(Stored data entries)
☆ ☆ ☆

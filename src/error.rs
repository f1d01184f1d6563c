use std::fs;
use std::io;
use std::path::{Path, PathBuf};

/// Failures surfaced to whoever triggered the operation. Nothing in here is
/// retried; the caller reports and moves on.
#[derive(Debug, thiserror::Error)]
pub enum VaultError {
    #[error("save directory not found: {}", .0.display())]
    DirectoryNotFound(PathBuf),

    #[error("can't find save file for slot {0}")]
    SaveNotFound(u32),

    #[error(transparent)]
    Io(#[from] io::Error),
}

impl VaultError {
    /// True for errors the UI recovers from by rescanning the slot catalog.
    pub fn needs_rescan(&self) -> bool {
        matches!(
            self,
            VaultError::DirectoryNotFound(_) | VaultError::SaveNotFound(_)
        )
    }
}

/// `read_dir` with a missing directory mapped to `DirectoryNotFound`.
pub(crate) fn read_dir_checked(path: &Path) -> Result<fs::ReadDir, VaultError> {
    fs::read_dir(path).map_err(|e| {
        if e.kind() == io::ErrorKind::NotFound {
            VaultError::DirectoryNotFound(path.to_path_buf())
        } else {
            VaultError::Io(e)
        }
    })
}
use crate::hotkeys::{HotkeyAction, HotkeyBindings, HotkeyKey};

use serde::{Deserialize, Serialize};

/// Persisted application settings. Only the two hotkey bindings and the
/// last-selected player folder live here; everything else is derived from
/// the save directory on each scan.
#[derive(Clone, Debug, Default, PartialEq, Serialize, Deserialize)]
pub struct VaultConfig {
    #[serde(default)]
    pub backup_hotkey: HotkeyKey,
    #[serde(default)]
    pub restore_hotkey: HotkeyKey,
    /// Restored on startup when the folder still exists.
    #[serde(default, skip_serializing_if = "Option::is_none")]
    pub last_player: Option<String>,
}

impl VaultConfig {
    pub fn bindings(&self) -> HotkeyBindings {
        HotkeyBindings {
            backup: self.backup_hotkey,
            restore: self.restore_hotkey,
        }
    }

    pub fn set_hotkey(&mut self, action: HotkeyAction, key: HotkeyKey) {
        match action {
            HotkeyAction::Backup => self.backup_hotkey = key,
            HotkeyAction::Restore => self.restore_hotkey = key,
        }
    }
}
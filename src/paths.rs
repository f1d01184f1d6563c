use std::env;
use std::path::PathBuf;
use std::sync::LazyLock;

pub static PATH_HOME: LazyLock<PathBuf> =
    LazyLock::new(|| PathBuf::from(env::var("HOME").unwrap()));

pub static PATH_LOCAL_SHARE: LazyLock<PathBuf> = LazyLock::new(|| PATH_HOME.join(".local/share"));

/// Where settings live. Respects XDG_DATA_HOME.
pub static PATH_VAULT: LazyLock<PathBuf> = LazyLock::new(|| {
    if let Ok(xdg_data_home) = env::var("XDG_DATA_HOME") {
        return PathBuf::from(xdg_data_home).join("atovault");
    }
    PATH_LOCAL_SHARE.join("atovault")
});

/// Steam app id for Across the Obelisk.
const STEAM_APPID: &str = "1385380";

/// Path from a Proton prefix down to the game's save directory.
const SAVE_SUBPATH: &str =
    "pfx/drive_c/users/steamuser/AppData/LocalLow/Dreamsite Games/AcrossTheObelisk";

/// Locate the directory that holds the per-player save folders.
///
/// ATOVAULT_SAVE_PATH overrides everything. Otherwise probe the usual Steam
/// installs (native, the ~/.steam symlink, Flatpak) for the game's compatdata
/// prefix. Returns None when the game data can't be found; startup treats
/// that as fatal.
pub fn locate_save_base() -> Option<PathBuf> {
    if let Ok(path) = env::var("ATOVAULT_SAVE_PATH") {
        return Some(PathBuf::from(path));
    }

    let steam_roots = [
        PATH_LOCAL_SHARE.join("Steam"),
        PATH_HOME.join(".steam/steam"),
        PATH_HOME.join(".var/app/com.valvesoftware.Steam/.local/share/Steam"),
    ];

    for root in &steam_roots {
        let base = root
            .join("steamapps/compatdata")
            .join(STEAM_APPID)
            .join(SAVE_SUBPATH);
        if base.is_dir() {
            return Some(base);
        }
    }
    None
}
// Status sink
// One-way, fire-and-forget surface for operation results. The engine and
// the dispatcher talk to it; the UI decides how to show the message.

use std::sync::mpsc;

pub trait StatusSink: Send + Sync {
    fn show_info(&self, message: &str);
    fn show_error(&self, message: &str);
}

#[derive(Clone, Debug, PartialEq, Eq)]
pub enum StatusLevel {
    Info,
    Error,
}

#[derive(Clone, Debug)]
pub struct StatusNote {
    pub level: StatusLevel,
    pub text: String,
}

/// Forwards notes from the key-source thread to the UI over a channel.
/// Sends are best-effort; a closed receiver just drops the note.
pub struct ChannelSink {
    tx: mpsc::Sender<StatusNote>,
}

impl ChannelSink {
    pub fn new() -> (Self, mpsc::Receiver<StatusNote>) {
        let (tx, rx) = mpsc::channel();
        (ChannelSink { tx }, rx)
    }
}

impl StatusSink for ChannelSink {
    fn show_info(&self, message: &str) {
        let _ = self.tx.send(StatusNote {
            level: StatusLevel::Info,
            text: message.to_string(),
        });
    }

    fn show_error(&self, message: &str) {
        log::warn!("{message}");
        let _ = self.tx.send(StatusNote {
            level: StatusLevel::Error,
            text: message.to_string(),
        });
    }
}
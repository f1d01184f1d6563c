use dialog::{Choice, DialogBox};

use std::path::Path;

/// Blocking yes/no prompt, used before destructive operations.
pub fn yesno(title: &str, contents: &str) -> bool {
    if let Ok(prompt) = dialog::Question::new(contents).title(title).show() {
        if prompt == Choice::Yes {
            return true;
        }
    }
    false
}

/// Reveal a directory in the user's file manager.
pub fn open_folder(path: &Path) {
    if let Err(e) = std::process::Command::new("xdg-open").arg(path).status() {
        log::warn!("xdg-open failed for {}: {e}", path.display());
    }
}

☆ ☆ ☆

#### [EXERCISE PROMPT]
Output the records in full, keeping them exactly as they are.

#### [FINISHED EXERCISE]
filename src/error.rs
repository f1d01184f1d6563c
use std::fs;
use std::io;
use std::path::{Path, PathBuf};

/// Failures surfaced to whoever triggered the operation. Nothing in here is
/// retried; the caller reports and moves on.
#[derive(Debug, thiserror::Error)]
pub enum VaultError {
    #[error("save directory not found: {}", .0.display())]
    DirectoryNotFound(PathBuf),

    #[error("can't find save file for slot {0}")]
    SaveNotFound(u32),

    #[error(transparent)]
    Io(#[from] io::Error),
}

impl VaultError {
    /// True for errors the UI recovers from by rescanning the slot catalog.
    pub fn needs_rescan(&self) -> bool {
        matches!(
            self,
            VaultError::DirectoryNotFound(_) | VaultError::SaveNotFound(_)
        )
    }
}

/// `read_dir` with a missing directory mapped to `DirectoryNotFound`.
pub(crate) fn read_dir_checked(path: &Path) -> Result<fs::ReadDir, VaultError> {
    fs::read_dir(path).map_err(|e| {
        if e.kind() == io::ErrorKind::NotFound {
            VaultError::DirectoryNotFound(path.to_path_buf())
        } else {
            VaultError::Io(e)
        }
    })
}
use crate::hotkeys::{HotkeyAction, HotkeyBindings, HotkeyKey};

use serde::{Deserialize, Serialize};

/// Persisted application settings. Only the two hotkey bindings and the
/// last-selected player folder live here; everything else is derived from
/// the save directory on each scan.
#[derive(Clone, Debug, Default, PartialEq, Serialize, Deserialize)]
pub struct VaultConfig {
    #[serde(default)]
    pub backup_hotkey: HotkeyKey,
    #[serde(default)]
    pub restore_hotkey: HotkeyKey,
    /// Restored on startup when the folder still exists.
    #[serde(default, skip_serializing_if = "Option::is_none")]
    pub last_player: Option<String>,
}

impl VaultConfig {
    pub fn bindings(&self) -> HotkeyBindings {
        HotkeyBindings {
            backup: self.backup_hotkey,
            restore: self.restore_hotkey,
        }
    }

    pub fn set_hotkey(&mut self, action: HotkeyAction, key: HotkeyKey) {
        match action {
            HotkeyAction::Backup => self.backup_hotkey = key,
            HotkeyAction::Restore => self.restore_hotkey = key,
        }
    }
}
filename src/paths.rs
repository f1d01184f1d6563c
use std::env;
use std::path::PathBuf;
use std::sync::LazyLock;

pub static PATH_HOME: LazyLock<PathBuf> =
    LazyLock::new(|| PathBuf::from(env::var("HOME").unwrap()));

pub static PATH_LOCAL_SHARE: LazyLock<PathBuf> = LazyLock::new(|| PATH_HOME.join(".local/share"));

/// Where settings live. Respects XDG_DATA_HOME.
pub static PATH_VAULT: LazyLock<PathBuf> = LazyLock::new(|| {
    if let Ok(xdg_data_home) = env::var("XDG_DATA_HOME") {
        return PathBuf::from(xdg_data_home).join("atovault");
    }
    PATH_LOCAL_SHARE.join("atovault")
});

/// Steam app id for Across the Obelisk.
const STEAM_APPID: &str = "1385380";

/// Path from a Proton prefix down to the game's save directory.
const SAVE_SUBPATH: &str =
    "pfx/drive_c/users/steamuser/AppData/LocalLow/Dreamsite Games/AcrossTheObelisk";

/// Locate the directory that holds the per-player save folders.
///
/// ATOVAULT_SAVE_PATH overrides everything. Otherwise probe the usual Steam
/// installs (native, the ~/.steam symlink, Flatpak) for the game's compatdata
/// prefix. Returns None when the game data can't be found; startup treats
/// that as fatal.
pub fn locate_save_base() -> Option<PathBuf> {
    if let Ok(path) = env::var("ATOVAULT_SAVE_PATH") {
        return Some(PathBuf::from(path));
    }

    let steam_roots = [
        PATH_LOCAL_SHARE.join("Steam"),
        PATH_HOME.join(".steam/steam"),
        PATH_HOME.join(".var/app/com.valvesoftware.Steam/.local/share/Steam"),
    ];

    for root in &steam_roots {
        let base = root
            .join("steamapps/compatdata")
            .join(STEAM_APPID)
            .join(SAVE_SUBPATH);
        if base.is_dir() {
            return Some(base);
        }
    }
    None
}
// Status sink
// One-way, fire-and-forget surface for operation results. The engine and
// the dispatcher talk to it; the UI decides how to show the message.

use std::sync::mpsc;

pub trait StatusSink: Send + Sync {
    fn show_info(&self, message: &str);
    fn show_error(&self, message: &str);
}

#[derive(Clone, Debug, PartialEq, Eq)]
pub enum StatusLevel {
    Info,
    Error,
}

#[derive(Clone, Debug)]
pub struct StatusNote {
    pub level: StatusLevel,
    pub text: String,
}

/// Forwards notes from the key-source thread to the UI over a channel.
/// Sends are best-effort; a closed receiver just drops the note.
pub struct ChannelSink {
    tx: mpsc::Sender<StatusNote>,
}

impl ChannelSink {
    pub fn new() -> (Self, mpsc::Receiver<StatusNote>) {
        let (tx, rx) = mpsc::channel();
        (ChannelSink { tx }, rx)
    }
}

impl StatusSink for ChannelSink {
    fn show_info(&self, message: &str) {
        let _ = self.tx.send(StatusNote {
            level: StatusLevel::Info,
            text: message.to_string(),
        });
    }

    fn show_error(&self, message: &str) {
        log::warn!("{message}");
        let _ = self.tx.send(StatusNote {
            level: StatusLevel::Error,
            text: message.to_string(),
        });
    }
}
repository f1d01184f1d6563c
use dialog::{Choice, DialogBox};

use std::path::Path;

/// Blocking yes/no prompt, used before destructive operations.
pub fn yesno(title: &str, contents: &str) -> bool {
    if let Ok(prompt) = dialog::Question::new(contents).title(title).show() {
        if prompt == Choice::Yes {
            return true;
        }
    }
    false
}

/// Reveal a directory in the user's file manager.
pub fn open_folder(path: &Path) {
    if let Err(e) = std::process::Command::new("xdg-open").arg(path).status() {
        log::warn!("xdg-open failed for {}: {e}", path.display());
    }
}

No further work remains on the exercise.